When comparing Type Heaven vs SuperCoder 2000, the Slant community recommends SuperCoder 2000 for most people. In the question“What are the best keyboards for programming?” SuperCoder 2000 is ranked 18th while Type Heaven is ranked 49th.
Ranked in these QuestionsQuestion Ranking
Pro Quieter than Cherry MX Brown switches
Type Heaven's Topre switches have a much quieter, softer sound than the Cherry MX Browns.
Pro Functional to use keyboard
No LEDs, no USB hubs and no detachable cables: to Topre, that's just hype. They clearly feel that, with the right product in your hand, there is no need for all those "sideshow features", as they refers to them.
Pro Aesthetically pleasing
Each of the 104 keys is dark grey with a white, laser engraved inscription. The frame of the keyboard is black, but is slightly textured to give it a matte finish without the "gritty" feel. The keyboard has some hard lines and sharply turned corners, but also has some round surfaces. This combinations makes it quite elegant.
Pro Reasonably cheap
Topre has an extensive line of keyboards, all featuring the company's custom switches. However, the Type Heaven is the first Topre keyboard to be offered at a price this low.
Pro Great for when Assembly offers too much abstraction
The SuperCoder 2000 offers a simple, clean layout without fancy extra features like a numpad or media keys, enjoyed by some people.
Pro Great key spacing for error free code
The spacing between the 0 and 1 keys is larger than traditional keyboards. You'll rarely fatfinger a 0 when you mean to enter a 1.
Pro Minimalistic design
Unlike some other keyboards, the SuperCorder has a clean, simple white look, which can be less distracting and favored over more flashy, gaming-oriented keyboards.
Pro Air cooled
This keyboard is air-cooled, which means there is no noise generated by cooling fans. This makes it great for quiet work environments where fan noise could be a nuisance.
Pro Saves desk space
This keyboard has less keys than a standard 104-key keyboard, and thus is smaller and takes up less space on your desk. This makes it great for compact work environments.
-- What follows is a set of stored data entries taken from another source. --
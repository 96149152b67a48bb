//main.rs
use anyhow::Context;
use clap::{Parser, ValueEnum};
use overkmeans::{Chebyshev, DataSet, Euclidean, KMeans, Manhattan, RandomPartition, SquaredEuclidean};

#[derive(Debug, Clone, Copy, ValueEnum)]
enum MetricArg {
    SquaredEuclidean,
    Euclidean,
    Manhattan,
    Chebyshev,
}

#[derive(Parser)]
#[clap(version = "0.3.0", author = "Stefan L. <stefan.lang@med.lu.se>")]
struct Opts {
    #[clap(short, long)]
    file: String,

    #[clap(short, long)]
    k: usize,

    #[clap(short, long)]
    outfile: String,

    /// 0 iterates until the assignments stop changing
    #[clap(long, default_value_t = 1000)]
    max_iterations: usize,

    #[clap(long, default_value_t = 1.0)]
    overclustering: f64,

    #[clap(long, value_enum, default_value_t = MetricArg::SquaredEuclidean)]
    metric: MetricArg,

    /// Use the ball tree accelerated iterations
    #[clap(long)]
    fast: bool,

    #[clap(long)]
    seed: Option<u64>,

    /// Cluster on the first N columns only
    #[clap(long)]
    columns: Option<usize>,

    #[clap(short, long)]
    verbose: bool,
}

fn main() -> anyhow::Result<()> {
    let opts = Opts::parse();

    let level = if opts.verbose { "overkmeans=debug" } else { "overkmeans=info" };
    tracing_subscriber::fmt()
        .with_env_filter(tracing_subscriber::EnvFilter::from_default_env().add_directive(level.parse()?))
        .init();

    let ds = DataSet::from_tsv(&opts.file).with_context(|| format!("loading {}", opts.file))?;
    println!(
        "Loaded {} rows × {} columns",
        ds.data.nrows(),
        ds.data.ncols()
    );

    let mut kmeans = KMeans::new()
        .with_max_iterations(opts.max_iterations)
        .with_overclustering_factor(opts.overclustering)
        .with_partitioner(RandomPartition { seed: opts.seed });
    match opts.metric {
        MetricArg::SquaredEuclidean => kmeans.set_metric(SquaredEuclidean),
        MetricArg::Euclidean => kmeans.set_metric(Euclidean),
        MetricArg::Manhattan => kmeans.set_metric(Manhattan),
        MetricArg::Chebyshev => kmeans.set_metric(Chebyshev),
    }

    let data = match opts.columns {
        Some(n) => ds.numeric_view(n),
        None => ds.data.clone(),
    };

    let mut clusters = Vec::new();
    let report = if opts.fast {
        kmeans.fast_cluster(data.view(), opts.k, &mut clusters)?
    } else {
        kmeans.cluster(data.view(), opts.k, &mut clusters)?
    };
    println!(
        "Assigned {} points into {} clusters ({} iterations, converged: {})",
        clusters.len(),
        opts.k,
        report.iterations,
        report.converged
    );

    std::fs::write(&opts.outfile, clusters.iter().map(|c| c.to_string()).collect::<Vec<_>>().join("\n"))
        .with_context(|| format!("writing {}", opts.outfile))?;

    Ok(())
}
Pro Especially good for professional coding
Pro Vetted by Jeff Dean
Pro Does not allow for errors
The lack of a delete button forces you to progressively learn how to always produce error-free code. This is an enormous advantage when it comes to the learning process.
Bonus: you can fix logical and mathematical errors with subsequent commands.
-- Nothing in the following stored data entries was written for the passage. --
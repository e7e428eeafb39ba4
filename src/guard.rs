use crate::pool::Pool;
use crate::time_connection::TimeConnection;
use crate::Manager;
use std::fmt::{Debug, Formatter};
use std::ops::{Deref, DerefMut};
use std::sync::atomic::Ordering;
use std::time::Duration;

/// A connection checked out of a [`Pool`].
///
/// Prefer [`ConnectionGuard::release`]; dropping the guard releases it on a
/// spawned task instead.
pub struct ConnectionGuard<M: Manager> {
    pub inner: Option<TimeConnection<M::Connection>>,
    pool: Pool<M>,
    broken: bool,
}

impl<M: Manager> ConnectionGuard<M> {
    pub(crate) fn new(conn: TimeConnection<M::Connection>, pool: Pool<M>) -> ConnectionGuard<M> {
        pool.in_use.fetch_add(1, Ordering::SeqCst);
        Self {
            inner: Some(conn),
            pool,
            broken: false,
        }
    }

    /// Flag the connection as permanently broken; it is closed instead of
    /// being probed and pooled on release.
    pub fn invalidate(&mut self) {
        self.broken = true;
    }

    pub fn is_broken(&self) -> bool {
        self.broken
    }

    /// The pool this connection came from, which may since have been replaced.
    pub fn pool(&self) -> &Pool<M> {
        &self.pool
    }

    pub fn age(&self) -> Duration {
        self.inner.as_ref().map(|c| c.age()).unwrap_or_default()
    }

    /// Hand the connection back, running the liveness probe if enabled.
    ///
    /// The return runs on its own task, so cancelling the caller while the
    /// probe is in flight still puts the connection (or its slot) back.
    pub async fn release(mut self) {
        if let Some(conn) = self.inner.take() {
            let pool = self.pool.clone();
            let broken = self.broken;
            _ = tokio::spawn(async move { pool.recycle(conn, broken).await }).await;
        }
    }
}

impl<M: Manager> Debug for ConnectionGuard<M> {
    fn fmt(&self, f: &mut Formatter<'_>) -> std::fmt::Result {
        f.debug_struct("ConnectionGuard")
            .field("broken", &self.broken)
            .field("pool", &self.pool)
            .finish()
    }
}

impl<M: Manager> Deref for ConnectionGuard<M> {
    type Target = M::Connection;

    fn deref(&self) -> &Self::Target {
        &self.inner.as_ref().unwrap().connection
    }
}

impl<M: Manager> DerefMut for ConnectionGuard<M> {
    fn deref_mut(&mut self) -> &mut Self::Target {
        &mut self.inner.as_mut().unwrap().connection
    }
}

impl<M: Manager> Drop for ConnectionGuard<M> {
    fn drop(&mut self) {
        if let Some(conn) = self.inner.take() {
            match tokio::runtime::Handle::try_current() {
                Ok(handle) => {
                    let pool = self.pool.clone();
                    let broken = self.broken;
                    handle.spawn(async move {
                        pool.recycle(conn, broken).await;
                    });
                }
                // no runtime to probe on, give the slot back
                Err(_) => self.pool.discard(conn),
            }
        }
    }
}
Pro Great tool for truly low level programming
Considering the performance overheads of managed code, go beyond assembly, back to basics.
Pro Great for gaming
The 3 key design is perfect for rhythm games such as OSU.
Pro With fewer keys, you are less likely to hit the wrong one
Pro Completely universal cross-platform. Programs in any language.
Pro Programming dream.
I managed to recreate GTA V while writing my own engine just using binary in just the space of a week with this keyboard. Would recommend.
Con No backlit keys
Unfortunately in dark rooms this keyboard becomes increasingly challenging to use. Although, assuming you know how to locate the home key you should be fine. More of a nitpick.
Con No Caps Lock key
Con No wireless version available
Would be the perfect keyboard if only it was wireless.
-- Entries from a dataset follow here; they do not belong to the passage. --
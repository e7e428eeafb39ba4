/// Runs the wrapped closure when dropped, including on early return and when
/// an enclosing future is cancelled.
pub struct Defer<F: FnOnce()>(pub Option<F>);

impl<F: FnOnce()> Drop for Defer<F> {
    fn drop(&mut self) {
        if let Some(f) = self.0.take() {
            f()
        }
    }
}

macro_rules! defer {
    ($func:block) => {
        let _defer = $crate::defer::Defer(Some(|| $func));
    };
    ($func:expr) => {
        let _defer = $crate::defer::Defer(Some($func));
    };
}
#![allow(dead_code)]

use alias_pool::{Manager, PoolSettings};
use async_trait::async_trait;
use std::io;
use std::sync::atomic::{AtomicBool, AtomicU64, Ordering};
use std::sync::Arc;
use std::time::Duration;

static NEXT_CONN: AtomicU64 = AtomicU64::new(1);

#[derive(Debug)]
pub struct TestConnection {
    pub id: u64,
    /// a poisoned connection fails its next probe
    pub poisoned: bool,
}

/// In-memory driver. Clones share counters and switches, so a test can keep
/// one handle while the pool owns another.
#[derive(Debug, Clone, Default)]
pub struct TestManager {
    pub connects: Arc<AtomicU64>,
    pub checks: Arc<AtomicU64>,
    pub closes: Arc<AtomicU64>,
    /// every probe fails
    pub fail_check: Arc<AtomicBool>,
    /// connects fail with a transient error
    pub refuse: Arc<AtomicBool>,
    /// connects fail with a fatal error
    pub deny: Arc<AtomicBool>,
    /// this many upcoming connects fail with a transient error
    pub refuse_next: Arc<AtomicU64>,
    pub connect_delay: Duration,
    pub check_delay: Duration,
}

impl TestManager {
    pub fn new() -> Self {
        Self::default()
    }

    pub fn with_connect_delay(mut self, d: Duration) -> Self {
        self.connect_delay = d;
        self
    }

    pub fn with_check_delay(mut self, d: Duration) -> Self {
        self.check_delay = d;
        self
    }

    pub fn connects(&self) -> u64 {
        self.connects.load(Ordering::SeqCst)
    }

    pub fn checks(&self) -> u64 {
        self.checks.load(Ordering::SeqCst)
    }

    pub fn closes(&self) -> u64 {
        self.closes.load(Ordering::SeqCst)
    }

    pub fn set_fail_check(&self, v: bool) {
        self.fail_check.store(v, Ordering::SeqCst);
    }

    pub fn set_refuse(&self, v: bool) {
        self.refuse.store(v, Ordering::SeqCst);
    }

    pub fn set_deny(&self, v: bool) {
        self.deny.store(v, Ordering::SeqCst);
    }

    pub fn refuse_next(&self, n: u64) {
        self.refuse_next.store(n, Ordering::SeqCst);
    }
}

#[async_trait]
impl Manager for TestManager {
    type Connection = TestConnection;
    type Error = io::Error;

    async fn connect(&self) -> Result<Self::Connection, Self::Error> {
        self.connects.fetch_add(1, Ordering::SeqCst);
        if !self.connect_delay.is_zero() {
            tokio::time::sleep(self.connect_delay).await;
        }
        if self.deny.load(Ordering::SeqCst) {
            return Err(io::Error::new(
                io::ErrorKind::PermissionDenied,
                "password authentication failed",
            ));
        }
        let refuse_once = self
            .refuse_next
            .fetch_update(Ordering::SeqCst, Ordering::SeqCst, |n| n.checked_sub(1))
            .is_ok();
        if refuse_once || self.refuse.load(Ordering::SeqCst) {
            return Err(io::Error::new(
                io::ErrorKind::ConnectionRefused,
                "too many clients already",
            ));
        }
        Ok(TestConnection {
            id: NEXT_CONN.fetch_add(1, Ordering::SeqCst),
            poisoned: false,
        })
    }

    async fn check(&self, conn: &mut Self::Connection) -> Result<(), Self::Error> {
        self.checks.fetch_add(1, Ordering::SeqCst);
        if !self.check_delay.is_zero() {
            tokio::time::sleep(self.check_delay).await;
        }
        if conn.poisoned || self.fail_check.load(Ordering::SeqCst) {
            return Err(io::Error::new(io::ErrorKind::BrokenPipe, "server closed the connection"));
        }
        Ok(())
    }

    async fn close(&self, _conn: Self::Connection) {
        self.closes.fetch_add(1, Ordering::SeqCst);
    }

    fn is_fatal(&self, err: &Self::Error) -> bool {
        err.kind() == io::ErrorKind::PermissionDenied
    }
}

/// Small pool settings for tests: `min` warm, `max` baseline, `overflow` burst.
pub fn settings(min: u64, max: u64, overflow: u64) -> PoolSettings {
    PoolSettings::new()
        .with_min_connections(min)
        .with_max_connections(max)
        .with_max_overflow(overflow)
        .with_acquire_timeout(Duration::from_secs(2))
}
/// A reserved unit of `size` whose connect has not finished yet.
struct Slot<'a, M: Manager> {
    pool: &'a Pool<M>,
    armed: bool,
}

impl<M: Manager> Drop for Slot<'_, M> {
    fn drop(&mut self) {
        if self.armed {
            self.pool.free_slot();
        }
    }
}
Con Requires powered-on machine for use
Inconvenient for use when you must write code without electrical power or batteries available. Would recommend a pin and magnetic storage medium in that case.
Con Uncomfortable for two-handed use
While working with two hands, this keyboard is too small and key spacing is too narrow.
Con User Security
No password option.
Con No Backspace/Undo
You can't backspace binary code
Con Can only type binary code
This keyboard is useless for typing anything other than ones and zeros, which makes me wonder why it's even on Slant.
Con No android support
Con No support for Mac OS X
This keyboard offers no software support for Mac OS X. It only works with Windows or Linux operating systems.